Inspector’s narrative
What the inspector wrote
Federal Regulations, Title 42, Section 483.12, Reporting of Alleged Violations
(c) In response to allegations of abuse, neglect, exploitation, or mistreatment, the facility must:
(1) Ensure that all alleged violations involving abuse, neglect, exploitation or mistreatment, including injuries of unknown source and misappropriation of resident property, are reported immediately, but not later than 2 hours after the allegation is made, if the events that cause the allegation involve abuse or result in serious bodily injury, or not later than 24 hours if the events that cause the allegation do not involve abuse and do not result in serious bodily injury, to the administrator of the facility and to other officials (including to the State Survey Agency and adult protective services where state law provides for jurisdiction in long-term care facilities) in accordance with State law through established procedures.

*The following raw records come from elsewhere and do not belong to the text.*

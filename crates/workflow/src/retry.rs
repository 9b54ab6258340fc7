//! Bounded retry policy for transient collaborator failures.

use std::time::Duration;

use serde::{Deserialize, Serialize};

/// Backoff strategy for retries.
#[derive(Debug, Clone, Copy, Default, PartialEq, Eq, Serialize, Deserialize)]
#[serde(rename_all = "snake_case")]
pub enum BackoffStrategy {
    /// Fixed delay between retries
    Fixed,
    /// Exponential backoff: base * 2^(attempt-1)
    #[default]
    Exponential,
    /// Linear backoff: base * attempt
    Linear,
}

/// Retry policy configuration.
///
/// Infinite retry is not representable: `max_attempts` bounds every loop.
#[derive(Debug, Clone, PartialEq, Serialize, Deserialize)]
pub struct RetryPolicy {
    /// Maximum number of retries after the first attempt (0 = no retries)
    pub max_attempts: u32,
    /// Base delay between retries
    pub base_delay: Duration,
    /// Maximum delay cap
    pub max_delay: Duration,
    pub strategy: BackoffStrategy,
    /// Jitter factor (0.0-1.0)
    pub jitter: f64,
}

impl Default for RetryPolicy {
    fn default() -> Self {
        Self {
            max_attempts: 3,
            base_delay: Duration::from_millis(500),
            max_delay: Duration::from_secs(30),
            strategy: BackoffStrategy::Exponential,
            jitter: 0.1,
        }
    }
}

impl RetryPolicy {
    pub fn no_retry() -> Self {
        Self {
            max_attempts: 0,
            ..Default::default()
        }
    }

    pub fn fixed(max_attempts: u32, delay: Duration) -> Self {
        Self {
            max_attempts,
            base_delay: delay,
            max_delay: delay,
            strategy: BackoffStrategy::Fixed,
            jitter: 0.0,
        }
    }

    pub fn exponential(max_attempts: u32, base_delay: Duration, max_delay: Duration) -> Self {
        Self {
            max_attempts,
            base_delay,
            max_delay,
            strategy: BackoffStrategy::Exponential,
            jitter: 0.1,
        }
    }

    /// Delay before retry number `attempt` (1-indexed).
    pub fn delay_for_attempt(&self, attempt: u32) -> Duration {
        if attempt == 0 {
            return Duration::ZERO;
        }

        let base_ms = self.base_delay.as_millis() as f64;
        let max_ms = self.max_delay.as_millis() as f64;

        let delay_ms = match self.strategy {
            BackoffStrategy::Fixed => base_ms,
            BackoffStrategy::Exponential => {
                let exp = 2_f64.powi(attempt.saturating_sub(1).min(30) as i32);
                (base_ms * exp).min(max_ms)
            }
            BackoffStrategy::Linear => (base_ms * attempt as f64).min(max_ms),
        };

        // Deterministic jitter keyed on the attempt number.
        let jitter_range = delay_ms * self.jitter.clamp(0.0, 1.0);
        let jitter = if jitter_range > 0.0 {
            let pseudo_random = ((attempt as f64 * 17.0) % 100.0) / 100.0;
            jitter_range * (pseudo_random - 0.5) * 2.0
        } else {
            0.0
        };

        Duration::from_millis((delay_ms + jitter).max(0.0) as u64)
    }

    /// Whether another retry is allowed after `retries_so_far` retries.
    pub fn should_retry(&self, retries_so_far: u32) -> bool {
        retries_so_far < self.max_attempts
    }
}
use std::sync::Arc;

use axum::{extract::Extension, http::StatusCode, response::IntoResponse, Json};

use crate::app::{errors, services::AppServices};

pub async fn health() -> StatusCode {
    StatusCode::OK
}

/// Ready once the run store answers.
pub async fn ready(Extension(services): Extension<Arc<AppServices>>) -> axum::response::Response {
    match services.orchestrator.runs_for(None, 1).await {
        Ok(_) => Json(serde_json::json!({ "status": "ready" })).into_response(),
        Err(e) => errors::orchestrator_error_to_response(e),
    }
}
//! The `Run` record: state plus what each step discovered.

use chrono::{DateTime, Utc};
use serde::{Deserialize, Serialize};

use batchflow_core::{ExternalJobId, OutputRef, Parameter, RecordBatchRef, RunId};

use crate::budget::StepBudgets;
use crate::state::{RunEvent, RunOutcome, RunState, RunStatus, Step, TransitionError, transition};

/// One execution of the pipeline.
#[derive(Debug, Clone, PartialEq, Eq, Serialize, Deserialize)]
pub struct Run {
    pub run_id: RunId,
    pub parameter: Parameter,
    pub state: RunState,
    pub started_at: DateTime<Utc>,
    /// When the current step was entered.
    pub step_started_at: DateTime<Utc>,
    /// started_at + overall run budget
    pub deadline: DateTime<Utc>,
    pub updated_at: DateTime<Utc>,
    pub finished_at: Option<DateTime<Utc>>,
    pub record_count: Option<usize>,
    pub record_batch_ref: Option<RecordBatchRef>,
    pub job_id: Option<ExternalJobId>,
    pub output_ref: Option<OutputRef>,
    pub records_written: Option<u64>,
    pub failure_message: Option<String>,
    pub version: u64,
}

impl Run {
    pub fn new(parameter: Parameter, budgets: &StepBudgets, now: DateTime<Utc>) -> Self {
        let deadline = chrono::Duration::from_std(budgets.run)
            .ok()
            .and_then(|d| now.checked_add_signed(d))
            .unwrap_or(DateTime::<Utc>::MAX_UTC);

        Self {
            run_id: RunId::new(),
            parameter,
            state: RunState::default(),
            started_at: now,
            step_started_at: now,
            deadline,
            updated_at: now,
            finished_at: None,
            record_count: None,
            record_batch_ref: None,
            job_id: None,
            output_ref: None,
            records_written: None,
            failure_message: None,
            version: 0,
        }
    }

    pub fn status(&self) -> RunStatus {
        self.state.status()
    }

    pub fn outcome(&self) -> Option<RunOutcome> {
        self.state.outcome()
    }

    pub fn is_terminal(&self) -> bool {
        self.state.is_terminal()
    }

    pub fn step(&self) -> Option<Step> {
        self.state.active_step()
    }

    /// Step deadline for the step the run is in; `None` once terminal.
    pub fn step_deadline(&self, budgets: &StepBudgets) -> Option<DateTime<Utc>> {
        self.step()
            .map(|step| budgets.step_deadline(step, self.step_started_at, self.deadline))
    }

    /// Advance the run by one event.
    ///
    /// On success `version` is bumped; persist with `ExpectedVersion::Exact(version - 1)`.
    /// On error the run is left untouched.
    pub fn apply(&mut self, event: &RunEvent, now: DateTime<Utc>) -> Result<(), TransitionError> {
        let next = transition(&self.state, event)?;

        match event {
            RunEvent::RecordsFound {
                record_count,
                batch_ref,
            } => {
                self.record_count = Some(*record_count);
                self.record_batch_ref = Some(batch_ref.clone());
            }
            RunEvent::NoRecords => self.record_count = Some(0),
            RunEvent::JobSubmitted { job_id } => self.job_id = Some(job_id.clone()),
            RunEvent::JobSucceeded { output_ref } => self.output_ref = Some(output_ref.clone()),
            RunEvent::JobFailed { message } | RunEvent::StepFailed { message, .. } => {
                self.failure_message = Some(message.clone());
            }
            RunEvent::ResultsCommitted { records_written } => {
                self.records_written = Some(*records_written);
            }
            RunEvent::StepTimedOut => {
                if let Some(step) = self.step() {
                    self.failure_message = Some(format!("{step} exceeded its budget"));
                }
            }
            RunEvent::Cancelled => self.failure_message = Some("cancelled".to_string()),
            RunEvent::Started => {}
        }

        if next != self.state {
            self.step_started_at = now;
        }
        if next.is_terminal() {
            self.finished_at = Some(now);
        }
        self.state = next;
        self.updated_at = now;
        self.version += 1;
        Ok(())
    }
}
//! Strongly-typed identifiers used across the workflow.

use core::str::FromStr;
use serde::{Deserialize, Serialize};
use uuid::Uuid;

use crate::error::DomainError;

/// Identifier of one end-to-end run (generated at start).
#[derive(Debug, Copy, Clone, PartialEq, Eq, Hash, PartialOrd, Ord, Serialize, Deserialize)]
#[serde(transparent)]
pub struct RunId(Uuid);

impl RunId {
    /// Create a new identifier.
    ///
    /// Uses UUIDv7 (time-ordered) so runs sort by creation time.
    pub fn new() -> Self {
        Self(Uuid::now_v7())
    }

    pub fn from_uuid(uuid: Uuid) -> Self {
        Self(uuid)
    }

    pub fn as_uuid(&self) -> &Uuid {
        &self.0
    }
}

impl Default for RunId {
    fn default() -> Self {
        Self::new()
    }
}

impl core::fmt::Display for RunId {
    fn fmt(&self, f: &mut core::fmt::Formatter<'_>) -> core::fmt::Result {
        core::fmt::Display::fmt(&self.0, f)
    }
}

impl From<Uuid> for RunId {
    fn from(value: Uuid) -> Self {
        Self(value)
    }
}

impl FromStr for RunId {
    type Err = DomainError;

    fn from_str(s: &str) -> Result<Self, Self::Err> {
        let uuid =
            Uuid::from_str(s).map_err(|e| DomainError::invalid_id(format!("RunId: {e}")))?;
        Ok(Self(uuid))
    }
}

macro_rules! impl_string_newtype {
    ($t:ident, $name:literal) => {
        impl $t {
            pub fn new(value: impl Into<String>) -> Result<Self, DomainError> {
                let value = value.into();
                let trimmed = value.trim();
                if trimmed.is_empty() {
                    return Err(DomainError::invalid_id(concat!($name, ": must not be empty")));
                }
                Ok(Self(trimmed.to_string()))
            }

            pub fn as_str(&self) -> &str {
                &self.0
            }
        }

        impl core::fmt::Display for $t {
            fn fmt(&self, f: &mut core::fmt::Formatter<'_>) -> core::fmt::Result {
                f.write_str(&self.0)
            }
        }

        impl FromStr for $t {
            type Err = DomainError;

            fn from_str(s: &str) -> Result<Self, Self::Err> {
                Self::new(s)
            }
        }

        impl AsRef<str> for $t {
            fn as_ref(&self) -> &str {
                &self.0
            }
        }
    };
}

/// Identifier assigned to a job by the external inference service.
#[derive(Debug, Clone, PartialEq, Eq, Hash, PartialOrd, Ord, Serialize, Deserialize)]
#[serde(transparent)]
pub struct ExternalJobId(String);

/// Identifier of one sensor record row.
#[derive(Debug, Clone, PartialEq, Eq, Hash, PartialOrd, Ord, Serialize, Deserialize)]
#[serde(transparent)]
pub struct RecordId(String);

/// Measurement type a run predicts (e.g. `pm25`).
#[derive(Debug, Clone, PartialEq, Eq, Hash, PartialOrd, Ord, Serialize, Deserialize)]
#[serde(transparent)]
pub struct Parameter(String);

impl_string_newtype!(ExternalJobId, "ExternalJobId");
impl_string_newtype!(RecordId, "RecordId");
impl_string_newtype!(Parameter, "Parameter");

/// Opaque, single-use, unguessable handle that resumes one suspended run.
///
/// `Debug` only shows a short prefix so tokens don't end up whole in logs.
#[derive(Clone, PartialEq, Eq, Hash, Serialize, Deserialize)]
#[serde(transparent)]
pub struct SuspensionToken(String);

impl SuspensionToken {
    /// Mint a fresh token from two random UUIDv4 values (244 random bits).
    pub fn generate() -> Self {
        Self(format!(
            "{}{}",
            Uuid::new_v4().simple(),
            Uuid::new_v4().simple()
        ))
    }

    /// Rehydrate a token read back from storage or the wire.
    pub fn from_raw(raw: impl Into<String>) -> Self {
        Self(raw.into())
    }

    pub fn expose(&self) -> &str {
        &self.0
    }
}

impl core::fmt::Debug for SuspensionToken {
    fn fmt(&self, f: &mut core::fmt::Formatter<'_>) -> core::fmt::Result {
        let prefix: String = self.0.chars().take(6).collect();
        write!(f, "SuspensionToken({prefix}…)")
    }
}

Health and Safety Code, Division 2, Licensing Provisions, Chapter 2.4, Quality of long-Term Health Facilities, Section 1418.91
(a) A long-term health care facility shall report all incidents of alleged abuse or suspected abuse of a resident of the facility to the department immediately, or within 24 hours.
(b) A failure to comply with the requirements of this section shall be a class "B" violation.
On 4/12/26 at 8:05 a.m., an unannounced visit was conducted at the facility for the annual re-certification survey.
The department determined the facility failed to ensure an alleged violation of abuse was reported immediately for two of 27 sampled patients (Patient 41 and Patient 52), when the Department did not receive a report of the alleged violation after the abuse incident's occurrence. This failure decreased the facility's potential to protect vulnerable patients and provide safe environment.
A review of Patient 52's "Admission Record," indicated Patient 52 was admitted to the facility in December 2025 with a diagnosis of bipolar disorder (sometimes called manic-depressive disorder; mood swings that range from the lows of depression to elevated periods of emotional highs).
A review of Patient 41's "Admission Record," indicated Patient 41 was admitted to the facility in March 2026 with diagnoses including difficulty in walking and generalized muscle weakness.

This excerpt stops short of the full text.